# RECORDS SHOWN
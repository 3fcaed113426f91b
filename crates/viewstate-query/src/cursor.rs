//! Single-pass read position over an immutable token.

use crate::conditional;
use crate::error::{QueryError, Result};
use crate::paren;

pub(crate) struct Cursor<'a> {
    input: &'a str,
    position: usize,
}

impl<'a> Cursor<'a> {
    pub(crate) fn new(input: &'a str) -> Self {
        Self { input, position: 0 }
    }

    pub(crate) fn position(&self) -> usize {
        self.position
    }

    pub(crate) fn is_at_end(&self) -> bool {
        self.position >= self.input.len()
    }

    fn rest(&self) -> &'a str {
        &self.input[self.position..]
    }

    pub(crate) fn peek(&self) -> Option<char> {
        self.rest().chars().next()
    }

    /// Consume `expected` if it is next.
    pub(crate) fn eat(&mut self, expected: char) -> bool {
        if self.peek() == Some(expected) {
            self.position += expected.len_utf8();
            true
        } else {
            false
        }
    }

    pub(crate) fn expect(&mut self, expected: char) -> Result<()> {
        if self.eat(expected) {
            Ok(())
        } else {
            Err(QueryError::unexpected(expected, self.peek(), self.position))
        }
    }

    /// Consume the longest prefix whose characters satisfy `accept`.
    pub(crate) fn take_while(&mut self, accept: impl Fn(char) -> bool) -> &'a str {
        let rest = self.rest();
        let len = rest.find(|c: char| !accept(c)).unwrap_or(rest.len());
        self.position += len;
        &rest[..len]
    }

    /// Read one slot delimited by `unsafe_chars`.
    pub(crate) fn maybe_decode(&mut self, unsafe_chars: &[char]) -> Result<String> {
        let (value, used) = conditional::maybe_decode(self.rest(), unsafe_chars)
            .map_err(|err| err.shifted(self.position))?;
        self.position += used;
        Ok(value)
    }

    /// Read one parenthesis-wrapped value.
    pub(crate) fn paren_decode(&mut self) -> Result<String> {
        let (value, used) =
            paren::decode(self.rest()).map_err(|err| err.shifted(self.position))?;
        self.position += used;
        Ok(value)
    }
}
//! Reversible URL query codec for list view state.
//!
//! A [`ViewState`](viewstate_model::ViewState) is written as a single
//! URL-safe token made of self-terminating sections:
//!
//! ```text
//! search(name,red%20fox)filter(status:open)fields(name:asc)pos(50,25)
//! ```
//!
//! Payloads that could collide with the delimiters are wrapped in a
//! variable-depth parenthesis bracket (see [`paren`]). Decoding yields a
//! partial [`DecodedQuery`] which [`apply`] merges onto the current state.
//!
//! # Example
//!
//! ```
//! use viewstate_model::{FieldState, Filter, Filters, Sorting, ViewState};
//! use viewstate_query::{FilterRegistry, FilterSpec, apply, decode, encode};
//!
//! let registry = FilterRegistry::new().with("status", FilterSpec::new(Filter::disabled("open")));
//! let state = ViewState::new()
//!     .with_filters(registry.default_filters().with("status", Filter::enabled("closed")))
//!     .with_fields(vec![FieldState::new("name").with_sorting(Sorting::Asc)]);
//!
//! let token = encode(&state, &registry).unwrap();
//! assert_eq!(token, "filter(status:closed)fields(name:asc)");
//!
//! let decoded = decode(&token, &registry).unwrap();
//! let restored = apply(&decoded, &ViewState::new().with_filters(Filters::new()), false);
//! assert_eq!(restored.enabled_filter_ids(), vec!["status"]);
//! ```

pub mod codec;
pub mod conditional;
mod cursor;
mod decoder;
mod encoder;
mod error;
pub mod paren;
pub mod primitive;
mod reconcile;
mod registry;
mod section;
mod sync;
pub mod uri;
mod view;

pub use codec::{FilterCodec, JsonCodec, ListCodec, PrimitiveCodec};
pub use decoder::{DecodedField, DecodedQuery, decode};
pub use encoder::encode;
pub use error::{QueryError, Result};
pub use reconcile::{apply, decode_and_apply};
pub use registry::{FilterRegistry, FilterSpec};
pub use section::Section;
pub use sync::{QuerySync, SyncOutcome};
pub use view::{CodecKind, FilterDefinition, ViewDefinition};
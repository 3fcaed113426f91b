//! Error types for query encoding and decoding.

use thiserror::Error;
use viewstate_model::ModelError;

/// Errors raised while encoding, decoding or configuring a view query.
///
/// Decoding is all-or-nothing: any of these aborts the whole parse and no
/// partial state is returned. Positions are byte offsets into the token.
#[derive(Debug, Error)]
pub enum QueryError {
    /// Input does not start with `name(`.
    #[error("invalid section header at byte {position}")]
    InvalidSectionHeader { position: usize },

    /// Header name is not one of the known sections.
    #[error("unknown section '{name}' at byte {position}")]
    UnknownSection { name: String, position: usize },

    /// A section body was not closed by `)`.
    #[error("section '{section}' is not terminated at byte {position}")]
    UnterminatedSection {
        section: &'static str,
        position: usize,
    },

    /// `pos(...)` body is not `digits,digits`.
    #[error("page section must be 'offset,limit' at byte {position}")]
    BadPageSection { position: usize },

    /// A value the primitive codec cannot represent.
    #[error("cannot serialize {kind} value without a custom filter codec")]
    UnsupportedType { kind: &'static str },

    /// A separator was missing inside a section body.
    #[error("expected '{expected}' at byte {position}, found {found}")]
    UnexpectedCharacter {
        expected: char,
        found: String,
        position: usize,
    },

    /// A parenthesis-wrapped payload has no header or no terminator.
    #[error("unbalanced parenthesis encoding at byte {position}")]
    UnbalancedParens { position: usize },

    /// Percent-decoding produced invalid UTF-8.
    #[error("invalid percent-encoding: {message}")]
    InvalidEncoding { message: String },

    /// A field carried a sort direction other than asc, desc or none.
    #[error("invalid sort direction for field '{field}': {source}")]
    InvalidSorting {
        field: String,
        #[source]
        source: ModelError,
    },

    /// A filter codec rejected a value.
    #[error("invalid filter value: {message}")]
    InvalidFilterValue { message: String },

    /// Encoding or decoding one filter failed.
    #[error("filter '{id}': {source}")]
    Filter {
        id: String,
        #[source]
        source: Box<QueryError>,
    },

    /// Invalid view definition.
    #[error("invalid view definition: {message}")]
    Config { message: String },

    #[error(transparent)]
    Model(#[from] ModelError),

    #[error("I/O error: {0}")]
    Io(#[from] std::io::Error),
}

/// Result type alias for query operations.
pub type Result<T> = std::result::Result<T, QueryError>;

impl QueryError {
    /// Create an UnexpectedCharacter error.
    pub fn unexpected(expected: char, found: Option<char>, position: usize) -> Self {
        Self::UnexpectedCharacter {
            expected,
            found: found.map_or_else(|| "end of input".to_string(), |c| format!("'{c}'")),
            position,
        }
    }

    /// Create an InvalidFilterValue error.
    pub fn invalid_filter_value(message: impl Into<String>) -> Self {
        Self::InvalidFilterValue {
            message: message.into(),
        }
    }

    /// Create a Config error.
    pub fn config(message: impl Into<String>) -> Self {
        Self::Config {
            message: message.into(),
        }
    }

    /// Wrap an error raised by the codec of filter `id`.
    pub fn in_filter(self, id: impl Into<String>) -> Self {
        Self::Filter {
            id: id.into(),
            source: Box::new(self),
        }
    }

    /// Re-base byte positions reported against a slice starting at `base`.
    #[must_use]
    pub fn shifted(self, base: usize) -> Self {
        match self {
            Self::InvalidSectionHeader { position } => Self::InvalidSectionHeader {
                position: position + base,
            },
            Self::UnknownSection { name, position } => Self::UnknownSection {
                name,
                position: position + base,
            },
            Self::UnterminatedSection { section, position } => Self::UnterminatedSection {
                section,
                position: position + base,
            },
            Self::BadPageSection { position } => Self::BadPageSection {
                position: position + base,
            },
            Self::UnexpectedCharacter {
                expected,
                found,
                position,
            } => Self::UnexpectedCharacter {
                expected,
                found,
                position: position + base,
            },
            Self::UnbalancedParens { position } => Self::UnbalancedParens {
                position: position + base,
            },
            Self::Filter { id, source } => Self::Filter {
                id,
                source: Box::new(source.shifted(base)),
            },
            other => other,
        }
    }
}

# WORK ORDER
Copy all lines from the material that include "token".

# OUTPUT OF THE EXERCISE
//! Single-pass read position over an immutable token.
//! URL-safe token made of self-terminating sections:
//! let token = encode(&state, &registry).unwrap();
//! assert_eq!(token, "filter(status:closed)fields(name:asc)");
//! let decoded = decode(&token, &registry).unwrap();
/// partial state is returned. Positions are byte offsets into the token.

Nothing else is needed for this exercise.